While Hollywood paints file-hosting sites as the new piracy havens, a new study shows that these services are indispensable to many employees. A survey among 4,119 respondents from a wide range of companies shows that 66% use free file-sharing sites to share and store work documents. Among those working in professional services the percentage is as high as 87%.
After the shutdown of Megaupload, Hollywood was quick to point its finger at other “rogue” sites, such as US-based cloud storage service Mediafire. The irony is that while the movie companies claim these sites are destroying their business, a majority of corporate employees depend on them.
This widespread legitimate use also applied to Megaupload. Founder Kim Dotcom told us last year that movie industry insiders and employees at the world’s top corporations were all using the service.
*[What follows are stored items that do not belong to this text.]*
//
// Copyright 2024-2025 Digium, Inc.
// SPDX-License-Identifier: MIT
//

//! Common types used throughout the library.

use std::fmt;
use std::time::Duration;

use serde::{Deserialize, Serialize};

pub mod scheduler;

/// Common Result type, using [`RespokeError`](crate::error::RespokeError)
/// for the error arm.
pub type Result<T> = std::result::Result<T, crate::error::RespokeError>;

/// Logical user identity, as issued by the service.
pub type EndpointId = String;

/// One live session of an endpoint, identified by a server-issued id.
pub type ConnectionId = String;

/// Correlates every signal of one call; equals the call's id.
pub type SessionId = String;

/// Named group for membership and pubsub operations.
pub type GroupId = String;

/// The call direction.
#[derive(Clone, Copy, Debug, PartialEq, Eq)]
pub enum CallDirection {
    /// This side received the first offer.
    Incoming,
    /// This side emits the first offer.
    Outgoing,
}

impl CallDirection {
    pub fn is_caller(self) -> bool {
        self == CallDirection::Outgoing
    }
}

impl fmt::Display for CallDirection {
    fn fmt(&self, f: &mut fmt::Formatter) -> fmt::Result {
        write!(f, "{:?}", self)
    }
}

/// What kind of session a signal belongs to.
#[derive(
    Clone, Copy, Debug, PartialEq, Eq, Hash, Serialize, Deserialize, strum_macros::Display,
)]
#[serde(rename_all = "camelCase")]
#[strum(serialize_all = "camelCase")]
pub enum SignalTarget {
    Call,
    Screenshare,
    DirectConnection,
}

/// Client configuration. Plain data owned by the signaling channel; the
/// embedder decides where the values come from.
#[derive(Clone, Debug)]
pub struct ClientConfig {
    /// Base URL of the service API, without a trailing slash.
    pub base_url: String,
    /// Application id, required for development-mode token acquisition.
    pub app_id: Option<String>,
    /// Local endpoint id, required for development-mode token acquisition.
    pub endpoint_id: Option<String>,
    /// When true, `open` may mint its own token via `POST /v1/tokens`.
    pub dev_mode: bool,
    /// Whether the channel schedules reconnect attempts after a
    /// transport loss.
    pub reconnect: bool,
    /// Timeout inherited by every RPC over the duplex session.
    pub connect_timeout: Duration,
    /// First reconnect delay; doubles up to `reconnect_backoff_cap`.
    pub reconnect_backoff_floor: Duration,
    /// Ceiling for the reconnect delay.
    pub reconnect_backoff_cap: Duration,
    /// Gates `POST /v1/call-debugs` reports.
    pub enable_call_debugs: bool,
}

impl Default for ClientConfig {
    fn default() -> Self {
        Self {
            base_url: "https://api.respoke.io".to_string(),
            app_id: None,
            endpoint_id: None,
            dev_mode: false,
            reconnect: true,
            connect_timeout: Duration::from_secs(10),
            reconnect_backoff_floor: Duration::from_millis(2500),
            reconnect_backoff_cap: Duration::from_secs(300),
            enable_call_debugs: false,
        }
    }
}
“Among our 180 million users is a large number of celebrities, musicians, film makers, actors, etc. and they love Mega. We have hundreds of premium accounts from employees of the companies the RIAA and MPAA represent. In fact 87% of the fortune 500 companies have premium accounts with us,” Dotcom said.
While the numbers above say little about the legitimacy of the files being shared by these users, a new survey reveals that it is common for employees today to use file-sharing sites (e.g. cyberlockers) to share and store work-related documents.
The survey conducted by Skydox polled the use of free file-sharing sites among 4,119 workers at companies in the U.S. and U.K. Two-thirds (66%) of the employees admitted to using free file-sharing sites for work. Among these ‘sharers” 45% said their IT departments are aware of their usage of these services.
A breakdown of the result in different work sectors shows that file-sharing services are most used among employees in professional services (87%), closely followed by financial services (84%). Health care (57%), the creative sectors (55%) and government employees (54%) score below average.
The above doesn’t only emphasize the huge legitimate potential of cyberlockers. The widespread use of these services in the work setting also sheds a new light on the ongoing fight of Megaupload users to get their files back.
This week the EFF argued in court that the U.S. Government disadvantaged many former Megaupload users by shutting the site down without warning. By seizing the servers, they deprived millions of users access to their files. The EFF is supported by retired Judge Abraham David Sofaer who is very critical of the Government’s actions.
“It’s really quite outrageous, frankly,” Sofaer told Threat Level in an interview this week.
“I was thinking the government hadn’t learned to be discreet in its conduct in the digital world. This is a perfect example on how they are failing to apply traditional standards in the new context.”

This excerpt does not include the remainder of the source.